Date: January 20, 2026
Guest: Tom Burton, Chair, Sustainable Energy & Infrastructure Practice, Mintz
Host: Stephen Lacey
This episode, produced in partnership with Mintz, dissects the current state of the energy transition as it faces a "rain delay." Host Stephen Lacey and Tom Burton analyze the unexpected turbulence of 2025—soaring load growth, political reversals, challenging financing conditions—and forecast how these forces are redefining the trajectory of clean energy, digital infrastructure, and market strategies. Using a sports metaphor, they explore how policy headwinds and digital demand are clashing on the field, challenging companies to adapt quickly as they navigate slower momentum and rising risks.
Baseball Metaphor Extended:
Current State:
Challenging Environment:
Former “clean innings” (strong economics, momentum) have given way to turbulence: policy shifts, increased risk, harder and more expensive deals.
“The clean energy sector, or the energy transition sector, was pitching a no hitter for a little bit. They’ve gotten knocked around by the batters on the political spectrum. And now the game is getting tighter.”
— Tom Burton [01:28]
Two Competing Teams:
Reconciling Dynamics:
Confusion over government rolling back $32 billion of incentives that would help meet rising demand; expectation that real market needs will ultimately drive policy back to renewables.
“What I think ultimately will happen is that there will be a recognition at the government level that we are in an all of the above world. [...] We saw a bit of a pullback during the first Trump administration, so I’m not surprised by some of the pullback. And maybe it is ultimately a healthy thing to separate the wheat from the chaff. Maybe the highest quality companies come out of this in the same way that, you know, the Googles of the world came out of the Internet darkness.”
— Tom Burton [03:44]
Fundamental Market Shift:
Companies with deeper capital, longer track records, and agile pivots fare better.
Late entrants and undercapitalized developers are likeliest to exit.

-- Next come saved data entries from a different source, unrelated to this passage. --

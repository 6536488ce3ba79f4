use axum::{
    Json,
    extract::{Path, Query, State},
    http::StatusCode,
};
use mesrs_core::{AppError, Paginated};
use tracing::instrument;
use uuid::Uuid;

use crate::middleware::request::RequestMeta;
use crate::middleware::role::RequireAdmin;
use crate::modules::activity::{ActivityAction, ActivityService, Actor, ResourceType};
use crate::modules::auth::controller::ErrorResponse;
use crate::modules::universities::model::{
    CreateUniversityDto, University, UniversityFilterParams, UniversityWithStats,
    UpdateUniversityDto,
};
use crate::modules::universities::service::UniversityService;
use crate::state::AppState;
use crate::validator::ValidatedJson;

/// Create a university (admin only)
#[utoipa::path(
    post,
    path = "/api/universities",
    request_body = CreateUniversityDto,
    responses(
        (status = 201, description = "University created", body = University),
        (status = 400, description = "University code already exists", body = ErrorResponse),
        (status = 401, description = "Unauthorized", body = ErrorResponse),
        (status = 403, description = "Forbidden", body = ErrorResponse),
        (status = 422, description = "Validation error", body = ErrorResponse)
    ),
    security(("bearer_auth" = [])),
    tag = "Universities"
)]
#[instrument(skip(state, dto))]
pub async fn create_university(
    State(state): State<AppState>,
    RequireAdmin(auth_user): RequireAdmin,
    meta: RequestMeta,
    ValidatedJson(dto): ValidatedJson<CreateUniversityDto>,
) -> Result<(StatusCode, Json<University>), AppError> {
    let university = UniversityService::create_university(&state.db, dto).await?;

    let actor = Actor::from_auth(&auth_user, meta);
    ActivityService::record_change(
        &state,
        &actor,
        ActivityAction::Create,
        ResourceType::University,
        Some(university.id),
    )
    .await;

    Ok((StatusCode::CREATED, Json(university)))
}

/// List universities with their headcounts
#[utoipa::path(
    get,
    path = "/api/universities",
    params(UniversityFilterParams),
    responses(
        (status = 200, description = "Universities with student, teacher and formation counts", body = Paginated<UniversityWithStats>),
        (status = 401, description = "Unauthorized", body = ErrorResponse)
    ),
    security(("bearer_auth" = [])),
    tag = "Universities"
)]
#[instrument(skip(state))]
pub async fn list_universities(
    State(state): State<AppState>,
    Query(filters): Query<UniversityFilterParams>,
) -> Result<Json<Paginated<UniversityWithStats>>, AppError> {
    Ok(Json(UniversityService::list_universities(&state.db, filters).await?))
}

#[utoipa::path(
    get,
    path = "/api/universities/{id}",
    params(("id" = Uuid, Path, description = "University ID")),
    responses(
        (status = 200, description = "University", body = UniversityWithStats),
        (status = 401, description = "Unauthorized", body = ErrorResponse),
        (status = 404, description = "University not found", body = ErrorResponse)
    ),
    security(("bearer_auth" = [])),
    tag = "Universities"
)]
#[instrument(skip(state))]
pub async fn get_university(
    State(state): State<AppState>,
    Path(id): Path<Uuid>,
) -> Result<Json<UniversityWithStats>, AppError> {
    Ok(Json(UniversityService::get_university(&state.db, id).await?))
}

#[utoipa::path(
    put,
    path = "/api/universities/{id}",
    params(("id" = Uuid, Path, description = "University ID")),
    request_body = UpdateUniversityDto,
    responses(
        (status = 200, description = "University updated", body = University),
        (status = 400, description = "University code already exists", body = ErrorResponse),
        (status = 401, description = "Unauthorized", body = ErrorResponse),
        (status = 403, description = "Forbidden", body = ErrorResponse),
        (status = 404, description = "University not found", body = ErrorResponse),
        (status = 422, description = "Validation error", body = ErrorResponse)
    ),
    security(("bearer_auth" = [])),
    tag = "Universities"
)]
#[instrument(skip(state, dto))]
pub async fn update_university(
    State(state): State<AppState>,
    RequireAdmin(auth_user): RequireAdmin,
    meta: RequestMeta,
    Path(id): Path<Uuid>,
    ValidatedJson(dto): ValidatedJson<UpdateUniversityDto>,
) -> Result<Json<University>, AppError> {
    let university = UniversityService::update_university(&state.db, id, dto).await?;

    let actor = Actor::from_auth(&auth_user, meta);
    ActivityService::record_change(
        &state,
        &actor,
        ActivityAction::Update,
        ResourceType::University,
        Some(id),
    )
    .await;

    Ok(Json(university))
}

/// Delete a university without formations, students or teachers
#[utoipa::path(
    delete,
    path = "/api/universities/{id}",
    params(("id" = Uuid, Path, description = "University ID")),
    responses(
        (status = 204, description = "University deleted"),
        (status = 400, description = "University is still referenced", body = ErrorResponse),
        (status = 401, description = "Unauthorized", body = ErrorResponse),
        (status = 403, description = "Forbidden", body = ErrorResponse),
        (status = 404, description = "University not found", body = ErrorResponse)
    ),
    security(("bearer_auth" = [])),
    tag = "Universities"
)]
#[instrument(skip(state))]
pub async fn delete_university(
    State(state): State<AppState>,
    RequireAdmin(auth_user): RequireAdmin,
    meta: RequestMeta,
    Path(id): Path<Uuid>,
) -> Result<StatusCode, AppError> {
    UniversityService::delete_university(&state.db, id).await?;

    let actor = Actor::from_auth(&auth_user, meta);
    ActivityService::record_change(
        &state,
        &actor,
        ActivityAction::Delete,
        ResourceType::University,
        Some(id),
    )
    .await;

    Ok(StatusCode::NO_CONTENT)
}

“Shakeout” expected; those able to model projects with reduced or no tax credits will succeed.
“[T]he companies that are the most well capitalized, the ones that have been at it longer, who can pivot more rapidly, are able to absorb these changes [...]. Those who are latest to the game, who maybe not be as capitalized or whose projects are the earliest along are the ones that are going to suffer the most.”
— Tom Burton [05:47]
Permitting Reform Stalled:
State Success and Caution:
Massachusetts cited as a positive example: New state law aims to cut renewable permitting time to 12–15 months, fast-tracking appeals.
Too soon to judge impact; optimism that similar templates could work at the federal level.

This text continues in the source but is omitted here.